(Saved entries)
// Vireo
// Copyright (c) 2026 The Project Vireo Developers.
//
// This Source Code Form is subject to the terms of the Mozilla Public
// License, v. 2.0. If a copy of the MPL was not distributed with this
// file, You can obtain one at https://mozilla.org/MPL/2.0/.

//! AV1 block-level reconstruction helpers for Project Vireo.
//!
//! This crate builds the deblocking loop filter edge masks of a frame, drives an external edge
//! filter over them, and assembles the ranked motion vector reference candidates of inter blocks.
//! Both operate on a [`grid::ModeInfoGrid`] filled in by the mode decoder.

pub mod common;
pub mod grid;
pub mod loopfilter;
pub mod mvref;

Required action: All entries shown above should be duplicated without a single difference.

Result for this task:
// Vireo
// Copyright (c) 2026 The Project Vireo Developers.
//
// This Source Code Form is subject to the terms of the Mozilla Public
// License, v. 2.0. If a copy of the MPL was not distributed with this
// file, You can obtain one at https://mozilla.org/MPL/2.0/.

//! AV1 block-level reconstruction helpers for Project Vireo.
//!
//! This crate builds the deblocking loop filter edge masks of a frame, drives an external edge
//! filter over them, and assembles the ranked motion vector reference candidates of inter blocks.
//! Both operate on a [`grid::ModeInfoGrid`] filled in by the mode decoder.

pub mod common;
pub mod grid;
pub mod loopfilter;
pub mod mvref;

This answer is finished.